In May 1993, the Grand Conference of National Reconciliation took place, Somaliland became a peaceful regime, and politics became electoral. The first elections were held in 2002 (2002 Somaliland municipal elections). This made it necessary for groups in Somaliland to form political parties. In September 2001, Suleiman Mohamoud Adan formed a political group called Alliance for Salvation and Democracy (ASAD); Calan Cas, to which Degaweyne belongs, supported ASAD. However, ASAD was defeated in the 2002 elections

===UDHIS Party===

In February 2009, a political party called Uurka Dimuqraadiyada iyo horumarinta isbedal doonka Somaliland (The birth of democracy and the development of change in Somaliland, UDHIS) Degaweyne also joined the party as an executive member. However, according to the law, there can be no more than three political parties in Somaliland, and at this time Kulmiye, UDUB, and UCID were chosen; UDHIS was not among the three, and UDHIS announced its opinion that this system was inappropriate.

In November 2011, there was a move to unify UCID and UDHIS. However, this did not happen.
 On December 29, 2011, 15 parties applied for registration and UDHIS was one of them. However, in April 2012, the Somaliland Political Party Recognition Committee announced that only six groups would be recognized and that nine groups, including UDHIS, did not meet the party requirements. The reason given was that UDHIS has no base in Sanaag and Sool and has less than 1,000 supporters in Togdheer and Sanaag.
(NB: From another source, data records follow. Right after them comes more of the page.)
// src/web/auth_handlers.rs
use crate::{
    error::AppResult,
    models::subject::{LoginForm, Role},
    services::{api_client::ApiError, identity},
    state::AppState,
    templates::{self, LoginPage},
};
use axum::{
    extract::{Form, State},
    response::{IntoResponse, Redirect, Response},
};
use tower_sessions::Session;

// Página inicial de uma sessão já carregada (sem snapshot, assume-se cliente)
fn home_for(role: Option<Role>) -> &'static str {
    role.unwrap_or_default().home_path()
}

// GET / - reencaminha conforme o papel da sessão
pub async fn root_redirect(session: Session) -> AppResult<Redirect> {
    let ctx = identity::load(&session, chrono::Utc::now().timestamp()).await?;
    Ok(match ctx {
        Some(ctx) => Redirect::to(home_for(ctx.role())),
        None => Redirect::to("/login"),
    })
}

// GET /login
pub async fn show_login_form(session: Session) -> AppResult<Response> {
    if let Some(ctx) = identity::load(&session, chrono::Utc::now().timestamp()).await? {
        tracing::debug!("GET /login: sessão já ativa, redirecionando.");
        return Ok(Redirect::to(home_for(ctx.role())).into_response());
    }
    Ok(templates::render(&LoginPage { error: None })?.into_response())
}

// POST /login
pub async fn handle_login(
    State(state): State<AppState>,
    session: Session,
    Form(form): Form<LoginForm>,
) -> AppResult<Response> {
    tracing::info!("Tentativa de login para: {}", form.email);

    // 1. Pede a credencial ao backend
    let error = match state.api.login(form.email.trim(), &form.password).await {
        Ok(login) => {
            // 2. Guarda token + snapshot e segue para a página do papel
            let subject = identity::establish(&session, login).await?;
            return Ok(Redirect::to(subject.role.home_path()).into_response());
        }
        Err(ApiError::Unauthorized) => {
            tracing::warn!("Credenciais inválidas para: {}", form.email);
            "Email ou senha inválidos.".to_string()
        }
        Err(e) => {
            tracing::warn!("Login falhou para {}: {}", form.email, e);
            e.user_message()
        }
    };

    // 3. Volta a mostrar o formulário com o erro
    Ok(templates::render(&LoginPage { error: Some(error) })?.into_response())
}

// GET /logout
pub async fn handle_logout(session: Session) -> AppResult<Redirect> {
    identity::clear(&session).await?;
    tracing::info!("🚪 Sessão terminada.");
    Ok(Redirect::to("/login"))
}
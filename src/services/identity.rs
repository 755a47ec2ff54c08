// src/services/identity.rs
//! Fornecedor de identidade: o único sítio que lê e escreve o token e o
//! snapshot do subject na sessão.
use crate::{
    error::{AppError, AppResult},
    models::subject::{LoginResponse, Role, Subject},
    services::{
        api_client::{ApiClient, ApiError},
        credential,
    },
};
use tower_sessions::Session;

pub const TOKEN_KEY: &str = "token";
// Snapshot usado apenas para desenhar antes do primeiro refresh
pub const SUBJECT_KEY: &str = "client";

/// Contexto de uma sessão autenticada, posto nas extensões pelo `require_auth`.
#[derive(Debug, Clone)]
pub struct SessionContext {
    pub token: String,
    pub snapshot: Option<Subject>,
}

impl SessionContext {
    pub fn role(&self) -> Option<Role> {
        self.snapshot.as_ref().map(|s| s.role)
    }
}

fn session_err(e: tower_sessions::session::Error) -> AppError {
    AppError::SessionError(e.to_string())
}

/// Carrega o contexto da sessão. Um token expirado limpa tudo e devolve `None`.
pub async fn load(session: &Session, now_secs: i64) -> AppResult<Option<SessionContext>> {
    let Some(token) = session.get::<String>(TOKEN_KEY).await.map_err(session_err)? else {
        return Ok(None);
    };

    if credential::is_expired(&token, now_secs) {
        tracing::info!("Token da sessão expirado. A limpar estado persistido.");
        clear(session).await?;
        return Ok(None);
    }

    // Um snapshot corrompido não invalida a sessão; o refresh repõe-no
    let snapshot = session
        .get::<Subject>(SUBJECT_KEY)
        .await
        .unwrap_or_else(|e| {
            tracing::warn!("Snapshot do subject ilegível: {}", e);
            None
        });

    Ok(Some(SessionContext { token, snapshot }))
}

/// Guarda o resultado de um login bem-sucedido.
pub async fn establish(session: &Session, login: LoginResponse) -> AppResult<Subject> {
    session.cycle_id().await.map_err(session_err)?;
    session.insert(TOKEN_KEY, &login.token).await.map_err(session_err)?;
    session
        .insert(SUBJECT_KEY, &login.client)
        .await
        .map_err(session_err)?;
    tracing::info!("✅ Sessão iniciada para {} ({})", login.client.email, login.client.role.as_str());
    Ok(login.client)
}

/// Vai buscar o subject atual ao backend e atualiza o snapshot.
/// Se o backend falhar (exceto 401), usa o snapshot anterior quando existe.
pub async fn refresh(api: &ApiClient, session: &Session, ctx: &SessionContext) -> AppResult<Subject> {
    match api.me(&ctx.token).await {
        Ok(subject) => {
            session
                .insert(SUBJECT_KEY, &subject)
                .await
                .map_err(session_err)?;
            tracing::debug!("Subject {} atualizado a partir do backend.", subject.id);
            Ok(subject)
        }
        Err(ApiError::Unauthorized) => Err(AppError::CredentialExpired),
        Err(e) => match &ctx.snapshot {
            Some(snapshot) => {
                tracing::warn!("Falha ao atualizar o subject ({}); a usar snapshot.", e);
                Ok(snapshot.clone())
            }
            None => Err(e.into()),
        },
    }
}

/// Subject da sessão sem ir ao backend quando já há snapshot.
pub async fn current(api: &ApiClient, session: &Session, ctx: &SessionContext) -> AppResult<Subject> {
    match &ctx.snapshot {
        Some(snapshot) => Ok(snapshot.clone()),
        None => refresh(api, session, ctx).await,
    }
}

/// Apaga token e snapshot juntos (logout ou credencial expirada).
pub async fn clear(session: &Session) -> AppResult<()> {
    session.flush().await.map_err(session_err)
}

#[cfg(test)]
pub(crate) mod tests {
    use super::*;
    use crate::services::api_client::tests::spawn_backend;
    use axum::{http::StatusCode, routing::get, Json, Router};
    use base64::{engine::general_purpose::URL_SAFE_NO_PAD, Engine};
    use serde_json::json;
    use sqlx::sqlite::SqlitePoolOptions;
    use std::{sync::Arc, time::Duration};
    use tower_sessions_sqlx_store::SqliteStore;

    pub(crate) async fn memory_session() -> Session {
        let pool = SqlitePoolOptions::new()
            .max_connections(1)
            .connect("sqlite::memory:")
            .await
            .unwrap();
        let store = SqliteStore::new(pool);
        store.migrate().await.unwrap();
        Session::new(None, Arc::new(store), None)
    }

    pub(crate) fn token_expiring_at(exp: i64) -> String {
        format!(
            "h.{}.s",
            URL_SAFE_NO_PAD.encode(json!({ "id": "c1", "exp": exp }).to_string())
        )
    }

    pub(crate) fn subject_json(id: &str, used: i64) -> serde_json::Value {
        json!({
            "_id": id, "fullName": "Maya", "email": "m@x.io", "role": "client",
            "totalSessions": 10, "usedSessions": used, "adminId": "adm"
        })
    }

    #[tokio::test]
    async fn empty_session_has_no_context() {
        let session = memory_session().await;
        assert!(load(&session, 0).await.unwrap().is_none());
    }

    #[tokio::test]
    async fn expired_token_clears_both_values() {
        let session = memory_session().await;
        let login: LoginResponse = serde_json::from_value(json!({
            "token": token_expiring_at(100),
            "client": subject_json("c1", 0)
        }))
        .unwrap();
        establish(&session, login).await.unwrap();

        let ctx = load(&session, 50).await.unwrap().expect("ainda válido");
        assert_eq!(ctx.role(), Some(Role::Client));

        assert!(load(&session, 100).await.unwrap().is_none());
        assert!(session.get::<String>(TOKEN_KEY).await.unwrap().is_none());
        assert!(session.get::<Subject>(SUBJECT_KEY).await.unwrap().is_none());
    }

    #[tokio::test]
    async fn refresh_updates_snapshot() {
        let app = Router::new().route(
            "/api/auth/me",
            get(|| async { Json(json!({ "client": subject_json("c1", 7) })) }),
        );
        let api = ApiClient::new(spawn_backend(app).await, Duration::from_secs(5)).unwrap();
        let session = memory_session().await;
        let ctx = SessionContext {
            token: token_expiring_at(i64::MAX),
            snapshot: None,
        };

        let subject = refresh(&api, &session, &ctx).await.unwrap();
        assert_eq!(subject.used_sessions, 7);
        let stored = session.get::<Subject>(SUBJECT_KEY).await.unwrap().unwrap();
        assert_eq!(stored.used_sessions, 7);
    }

    #[tokio::test]
    async fn refresh_falls_back_to_snapshot_on_backend_failure() {
        let app = Router::new().route(
            "/api/auth/me",
            get(|| async { StatusCode::SERVICE_UNAVAILABLE }),
        );
        let api = ApiClient::new(spawn_backend(app).await, Duration::from_secs(5)).unwrap();
        let session = memory_session().await;
        let snapshot: Subject = serde_json::from_value(subject_json("c1", 3)).unwrap();

        let with_snapshot = SessionContext {
            token: "t".into(),
            snapshot: Some(snapshot.clone()),
        };
        assert_eq!(refresh(&api, &session, &with_snapshot).await.unwrap(), snapshot);

        let without = SessionContext {
            token: "t".into(),
            snapshot: None,
        };
        assert!(matches!(
            refresh(&api, &session, &without).await,
            Err(AppError::Backend(_))
        ));
    }

    #[tokio::test]
    async fn refresh_with_rejected_token_forces_logout() {
        let app = Router::new().route("/api/auth/me", get(|| async { StatusCode::UNAUTHORIZED }));
        let api = ApiClient::new(spawn_backend(app).await, Duration::from_secs(5)).unwrap();
        let session = memory_session().await;
        let ctx = SessionContext {
            token: "t".into(),
            snapshot: None,
        };
        assert!(matches!(
            refresh(&api, &session, &ctx).await,
            Err(AppError::CredentialExpired)
        ));
    }
}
Degaweyne protested this decision.

In May 2012, Degaweyne again expressed criticism of the government's policy.

In September 2012, UDHIS announced its merger with NASIYE.

===Thereafter===

In May 2013, Degaweyne announced that Somaliland is an inalienable territory at a celebration of Somaliland's independence.

In October 2013, Degaweyne criticized the Somaliland government's treatment of Berbera.
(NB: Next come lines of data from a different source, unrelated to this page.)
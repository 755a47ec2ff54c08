// src/services/credential.rs
use base64::{
    alphabet,
    engine::{general_purpose::GeneralPurpose, DecodePaddingMode, GeneralPurposeConfig},
    Engine,
};
use serde::Deserialize;

// JWT usa base64url; aceitamos o segmento com ou sem padding
const PAYLOAD_ENGINE: GeneralPurpose = GeneralPurpose::new(
    &alphabet::URL_SAFE,
    GeneralPurposeConfig::new().with_decode_padding_mode(DecodePaddingMode::Indifferent),
);

#[derive(Debug, Deserialize)]
struct ExpiryClaim {
    exp: f64,
}

/// Lê o `exp` (segundos) do payload de um token JWT, sem validar a assinatura.
pub fn expiry_of(token: &str) -> Option<i64> {
    let payload = token.split('.').nth(1)?;
    let bytes = PAYLOAD_ENGINE.decode(payload).ok()?;
    let claim: ExpiryClaim = serde_json::from_slice(&bytes).ok()?;
    claim.exp.is_finite().then(|| claim.exp.floor() as i64)
}

/// Um token está expirado se não for possível ler o `exp`, ou se `exp <= now`.
pub fn is_expired(token: &str, now_secs: i64) -> bool {
    match expiry_of(token) {
        Some(exp) => exp <= now_secs,
        None => {
            tracing::debug!("Token sem 'exp' legível, tratado como expirado.");
            true
        }
    }
}
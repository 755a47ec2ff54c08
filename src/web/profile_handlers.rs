// src/web/profile_handlers.rs
use crate::{
    error::{AppError, AppResult},
    models::crm::ProfileBooking,
    services::{
        api_client::ApiError,
        availability::local_timestamp,
        dispatcher::{feedback_redirect, Dispatcher},
        identity::{self, SessionContext},
    },
    state::AppState,
    templates::{self, HistoryRow, MyProfilePage, Nav},
    web::{local_now, FeedbackParams},
};
use axum::{
    extract::{Extension, Form, Query, State},
    response::{Html, Redirect},
};
use chrono::NaiveDateTime;
use serde::Deserialize;
use tower_sessions::Session;

const MY_PROFILE: &str = "/my-profile";

#[derive(Deserialize, Debug)]
pub struct ChangeEmailForm {
    new_email: String,
}

#[derive(Deserialize, Debug)]
pub struct ChangePasswordForm {
    current_password: String,
    new_password: String,
}

/// Só marcações que já aconteceram entram no histórico.
fn past_bookings(bookings: Vec<ProfileBooking>, now: NaiveDateTime) -> Vec<ProfileBooking> {
    bookings
        .into_iter()
        .filter(|b| local_timestamp(&b.date, &b.time).is_some_and(|ts| ts < now))
        .collect()
}

// GET /my-profile
pub async fn my_profile_page(
    State(state): State<AppState>,
    session: Session,
    Extension(ctx): Extension<SessionContext>,
    Query(params): Query<FeedbackParams>,
) -> AppResult<Html<String>> {
    let mut flash = params.into_flash();

    let (subject, bookings) = match state.api.my_profile(&ctx.token).await {
        Ok(profile) => (profile.client, profile.bookings),
        Err(ApiError::Unauthorized) => return Err(AppError::CredentialExpired),
        Err(e) => {
            tracing::warn!("Falha ao carregar o perfil: {}", e);
            flash.load_error = Some("Não foi possível carregar o histórico.".to_string());
            (identity::refresh(&state.api, &session, &ctx).await?, Vec::new())
        }
    };

    let history = HistoryRow::flatten(&past_bookings(bookings, local_now()));

    let page = MyProfilePage {
        nav: Nav::for_subject(&subject),
        flash,
        full_name: subject.full_name.clone(),
        email: subject.email.clone(),
        total: subject.total_sessions,
        used: subject.used_sessions,
        remaining: subject.remaining_sessions(),
        end_date: subject.end_date.clone().unwrap_or_default(),
        history,
    };
    templates::render(&page)
}

// POST /my-profile/email
pub async fn handle_change_email(
    State(state): State<AppState>,
    session: Session,
    Extension(ctx): Extension<SessionContext>,
    Form(form): Form<ChangeEmailForm>,
) -> AppResult<Redirect> {
    let new_email = form.new_email.trim().to_string();
    if new_email.is_empty() {
        return Ok(feedback_redirect(MY_PROFILE, "error", "Indique o novo email."));
    }
    let outcome = Dispatcher::new(&state.api, &session, &ctx)
        .run("change-email", |api, token| async move { api.change_email(&token, &new_email).await })
        .await?;
    Ok(outcome.redirect(MY_PROFILE, "Email atualizado com sucesso!"))
}

// POST /my-profile/password
pub async fn handle_change_password(
    State(state): State<AppState>,
    session: Session,
    Extension(ctx): Extension<SessionContext>,
    Form(form): Form<ChangePasswordForm>,
) -> AppResult<Redirect> {
    if form.current_password.is_empty() || form.new_password.is_empty() {
        return Ok(feedback_redirect(MY_PROFILE, "error", "Preencha a senha atual e a nova."));
    }
    let outcome = Dispatcher::new(&state.api, &session, &ctx)
        .run("change-password", |api, token| async move {
            api.change_password(&token, &form.current_password, &form.new_password)
                .await
        })
        .await?;
    Ok(outcome.redirect(MY_PROFILE, "Senha alterada com sucesso!"))
}
// src/services/mod.rs
pub mod api_client;
pub mod availability;
pub mod credential;
pub mod dispatcher;
pub mod identity;
pub mod slot_board;
pub mod slot_directory;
In December 2013, Degaweyne expressed support for the UCID party, which criticizes the current government.

In 2016, Degaweyne was honored by the chief of Sa'ad Musa along with Ahmed Mire Mahamed and Mohamed Hasan Abdullahi.

In July 2019, Degaweyn criticized the Somaliland government for initiating negotiations with Somalia despite Somalia's failure to recognize the atrocities committed against Somaliland in 1988.

In 2019, Degaweyne visited Burao with Hassan Guure and others to resolve the clan conflict.

In February 2020, Degaweyne expressed strong opposition when it was announced that the Somalia president was planning to visit Somaliland.

In October 2020, Degaweyne visited the presidential palace for the first time since Somaliland gained independence in 1991.